A neighborhood dad’s concern leads to an invention that could help diabetics
When Kevin McMahon’s daughter Darby was barely two years old, she was diagnosed with Type I diabetes. McMahon and his wife Kristin learned their toddler would need daily insulin injections. But that would be just the beginning of her treatment.
“Insulin is life support,” McMahon says. “If she doesn’t have that, she’ll die. But there are lots of other things you have to do. It’s a constant balancing act, and it can be very difficult to determine what’s going on.”
Darby must test her glucose levels eight to 12 times a day, to know whether to correct them with a meal, a snack or medication.
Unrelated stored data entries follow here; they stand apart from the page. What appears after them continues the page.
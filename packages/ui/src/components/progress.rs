use dioxus::prelude::*;

/// Horizontal bar filled to `value` percent.
#[component]
pub fn ProgressBar(value: u8, #[props(default = "".to_string())] class: String) -> Element {
    let value = value.min(100);

    rsx! {
        div {
            class: "progress {class}",
            role: "progressbar",
            "aria-valuemin": "0",
            "aria-valuemax": "100",
            "aria-valuenow": "{value}",
            div {
                class: "progress-indicator",
                style: "width: {value}%",
            }
        }
    }
}
use dioxus::prelude::*;

use store::HerVoiceConfig;
use ui::{AuthProvider, ThemeProvider};
use views::{Games, Login, Profile, ProtectedRoute, Register};

mod views;

#[derive(Debug, Clone, Routable, PartialEq)]
#[rustfmt::skip]
pub(crate) enum Route {
    #[route("/")]
    Root {},
    #[route("/login?:from")]
    Login { from: String },
    #[route("/register")]
    Register {},
    #[layout(ProtectedRoute)]
        #[route("/profile")]
        Profile {},
        #[route("/games")]
        Games {},
}

const MAIN_CSS: Asset = asset!("/assets/main.css");

const CONFIG_TOML: &str = include_str!("../hervoice.toml");

fn load_config() -> HerVoiceConfig {
    HerVoiceConfig::from_toml(CONFIG_TOML).unwrap_or_else(|e| {
        tracing::warn!("Invalid {}, using defaults: {}", HerVoiceConfig::filename(), e);
        HerVoiceConfig::default()
    })
}

fn main() {
    #[cfg(feature = "server")]
    {
        let runtime = match tokio::runtime::Runtime::new() {
            Ok(runtime) => runtime,
            Err(e) => {
                eprintln!("Failed to start runtime: {e}");
                std::process::exit(1);
            }
        };
        if let Err(e) = runtime.block_on(launch_server()) {
            tracing::error!("Server stopped: {}", e);
            std::process::exit(1);
        }
    }

    #[cfg(not(feature = "server"))]
    {
        dioxus::launch(App);
    }
}

#[cfg(feature = "server")]
async fn launch_server() -> Result<(), Box<dyn std::error::Error>> {
    use dioxus::server::{DioxusRouterExt, ServeConfig};
    use std::time::Duration;
    use tower_sessions::cookie::SameSite;
    use tower_sessions::{Expiry, SessionManagerLayer};
    use tower_sessions_sqlx_store::PostgresStore;
    use tracing_subscriber::EnvFilter;

    dotenvy::dotenv().ok();

    tracing_subscriber::fmt()
        .with_env_filter(EnvFilter::try_from_default_env().unwrap_or_else(|_| EnvFilter::new("info")))
        .init();

    let pool = api::db::get_pool().await?;

    api::db::MIGRATOR.run(pool).await?;

    let session_store = PostgresStore::new(pool.clone());
    session_store.migrate().await?;

    // 7 days of inactivity
    let session_layer = SessionManagerLayer::new(session_store)
        .with_secure(std::env::var("SESSION_SECURE").is_ok_and(|v| v == "true"))
        .with_same_site(SameSite::Lax)
        .with_expiry(Expiry::OnInactivity(
            Duration::from_secs(60 * 60 * 24 * 7).try_into()?,
        ));

    let router = axum::Router::new()
        .serve_dioxus_application(ServeConfig::new(), App)
        .layer(session_layer);

    let addr = dioxus::cli_config::fullstack_address_or_localhost();
    let listener = tokio::net::TcpListener::bind(&addr).await?;
    tracing::info!("Server listening on {}", addr);

    axum::serve(listener, router.into_make_service()).await?;
    Ok(())
}

#[component]
fn App() -> Element {
    use_context_provider(load_config);

    rsx! {
        document::Link { rel: "stylesheet", href: ui::THEME_CSS }
        document::Link { rel: "stylesheet", href: MAIN_CSS }

        AuthProvider {
            ThemeProvider {
                ui::components::ToastProvider {
                    Router::<Route> {}
                }
            }
        }
    }
}

/// Redirect `/` to the profile or the login page.
#[component]
fn Root() -> Element {
    let auth = ui::use_auth();
    let nav = use_navigator();

    use_effect(move || {
        let state = auth();
        if state.loading {
            return;
        }
        if state.user.is_some() {
            nav.replace(Route::Profile {});
        } else {
            nav.replace(Route::Login { from: String::new() });
        }
    });

    rsx! {}
}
McMahon knew that once she began school, Darby would have to take her glucose meter with her for testing throughout the day. He wondered how he and Kristin could make sure that was being done.
“I just assumed a remote monitoring system would be available,” he says. “Shortly after Darby was diagnosed, I started looking around for one, and once I found out there wasn’t something like that available, I spent the next three years putting one together.”
McMahon quit his software sales and consulting career to form his own company, Diabetech, and develop the product. The result is GlucoMON, a small wireless computer that fits inside the case of a glucose meter. When patients test their blood sugar levels, it automatically sends messages to their caregivers, letting them know that the test was done and what the results were.
The benefit for parents, McMahon says, is peace of mind that their children are staying healthy throughout the day, without repeated phone calls and questions.
For the patients, it can prevent a serious medical emergency or just help them have a better day.
Thirty GlucoMONs are now in use, and a national marketing effort starts later this summer. The devices retail for about $399 (visit diabetech.net), which includes one year of service.
What did it take for McMahon to create the new product and new company?
“A lot of learning, a lot of just picking up the phone and talking to people, being introduced to people who could help us and advise us,” he says.
Many of those people live in our neighborhood, including McMahon’s chief technology officer, Eric Link, and his wife, Angela, and vice president of corporate communications Hilary Hale and her husband, Eddie.
“It’s really been a family thing for all of us,” McMahon says. “In a start-up, you really end up asking a lot of your families.”
Then again, if it weren’t for families, this start-up never would have happened.
“If it didn’t have the emotional connection, it probably would have been a big decision to do something like this,” he says. “But to me, it just seemed like this is what I’m supposed to do. I thought, ‘Gee, it needs to be done.’ I know how to do it, so it was kind of a no-brainer.
“Now I couldn’t imagine going back and doing something less worthwhile.”